“Art is the activity that exalts and denies simultaneously. [...] Artistic creation is a demand for unity and a rejection of the world. But it rejects the world on account of what it lacks and in the name of what it sometimes is.”
Albert Camus
The Rebel, 1951
On December 10, 1948, in Paris, the United Nations signed the Universal Declaration of Human Rights. The document establishes the fundamental rights without which a human being cannot be regarded as such. It does so, in response to the disavowal and disregard of rights that had produced, until then, acts offensive to the human conscience. Everything was supposed to change. Artists like Jose Ortega should have devoted their lives to painting only colorful baskets of fruit, and cartoonists should have drawn only garish jumpsuits for the superheroes of an imaginative universe in which hopes are always attainable. Yet the only jumpsuits in this exhibition are those of Guantanámo Bay inmates, the colors are those of a flag knotted like a noose, and the hopes are in the shape of a torn-down wall. So much has changed in 75 years. So many rights have been won and it is important to know them in order not to lose them and to obtain more. But despite this, the world continues to offend itself.
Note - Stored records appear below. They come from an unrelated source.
//! One co-simulation run: the clock, the router, and their loops.

use std::collections::HashMap;
use std::sync::Arc;

use skybridge_clock::{ClockConfig, ClockController, ClockHandle, PhysicsStepper, StepperLink};
use skybridge_router::{EndPoint, FlowRouter, RouterConfig, RouterError};
use skybridge_wire::{builtin_registry, Message, MessageRegistry};
use tokio::sync::mpsc;

use crate::config::NetConfig;
use crate::error::{Error, Result};
use crate::participant::Participant;

/// Everything one run shares.
///
/// Build it, hand out participants and endpoints, then consume it with
/// [`Session::run`].
pub struct Session {
    config: NetConfig,
    clock: ClockHandle,
    router: Arc<FlowRouter>,
    registry: Arc<MessageRegistry<Message>>,
    endpoints: HashMap<String, EndPoint>,
}

impl Session {
    /// Validate `config`, register the control station and every vehicle, and
    /// compile the router.
    pub fn new(config: NetConfig) -> Result<Self> {
        config.validate()?;
        let clock = ClockHandle::new(config.update_granularity, config.end_time())?;

        let router = Arc::new(FlowRouter::new());
        let mut endpoints = HashMap::new();
        for name in config.participants() {
            let endpoint = router.register(&name)?;
            endpoints.insert(name, endpoint);
        }
        router.compile()?;

        tracing::info!(
            "Session ready: {} participants, granularity {}, end time {}",
            endpoints.len(),
            config.update_granularity,
            config.end_time()
        );

        Ok(Self {
            config,
            clock,
            router,
            registry: Arc::new(builtin_registry()?),
            endpoints,
        })
    }

    pub fn config(&self) -> &NetConfig {
        &self.config
    }

    pub fn clock(&self) -> &ClockHandle {
        &self.clock
    }

    pub fn router(&self) -> &Arc<FlowRouter> {
        &self.router
    }

    /// Take the network-facing half of an endpoint. Each can be taken once.
    pub fn take_endpoint(&mut self, name: &str) -> Option<EndPoint> {
        self.endpoints.remove(name)
    }

    /// Application handle for a registered participant.
    pub fn participant(&self, name: &str) -> Result<Participant> {
        if !self.config.participants().iter().any(|p| p == name) {
            return Err(RouterError::UnknownEndpoint(name.to_string()).into());
        }
        Ok(Participant::new(
            name,
            self.clock.clone(),
            Arc::clone(&self.router),
            Arc::clone(&self.registry),
            self.config.tcp_snd_buf_size as usize,
        ))
    }

    /// Drive the run to completion.
    ///
    /// Sends the configuration line, synchronizes with the stepper, then runs
    /// the clock loop and the router loop together. A fatal router error stops
    /// the clock so the stepper still gets its `bye`.
    pub async fn run<P: PhysicsStepper>(
        self,
        physics: P,
        link: StepperLink,
        notices: mpsc::Receiver<String>,
        clock_config: ClockConfig,
        router_config: RouterConfig,
    ) -> Result<()> {
        link.replies
            .send(self.config.to_wire())
            .await
            .map_err(|_| Error::ChannelClosed("stepper"))?;
        tracing::info!("Sent network configuration");

        let mut controller = ClockController::new(self.clock.clone(), physics, link, clock_config);
        controller.sync_start().await?;

        let router = Arc::clone(&self.router);
        let clock = self.clock.clone();
        let router_task = tokio::spawn(async move {
            let result = router.run(notices, clock.clone(), router_config).await;
            if result.is_err() {
                clock.stop();
            }
            result
        });

        let clock_result = controller.run().await;
        if clock_result.is_err() {
            self.clock.stop();
        }
        let router_result = router_task.await?;

        clock_result?;
        router_result?;
        tracing::info!("Session finished at t={}", self.clock.now());
        Ok(())
    }
}

impl std::fmt::Debug for Session {
    fn fmt(&self, f: &mut std::fmt::Formatter<'_>) -> std::fmt::Result {
        f.debug_struct("Session")
            .field("participants", &self.config.participants())
            .field("clock", &self.clock)
            .finish()
    }
}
Today we are witnessing yet another wars and the constant violation of basic human rights. In times like these, the moral question arises again before us, which, as Edwy Plenel has pointed out, is not a matter of beautiful souls and beautiful ideas. The moral question is a practical and political reference, and recognizing disparities in respect for human rights is a morally political act. The works that the eighteen cartoonists have produced are an effective denunciation of the many violations of human rights; they represent a moral and political act. In this sense, one can speak here of an example of a morally conscious comic strip. An example that wants to follow the path traced by the great Argentine master Alberto Breccia to whom, thirty years after his death, we want to dedicate this exhibition.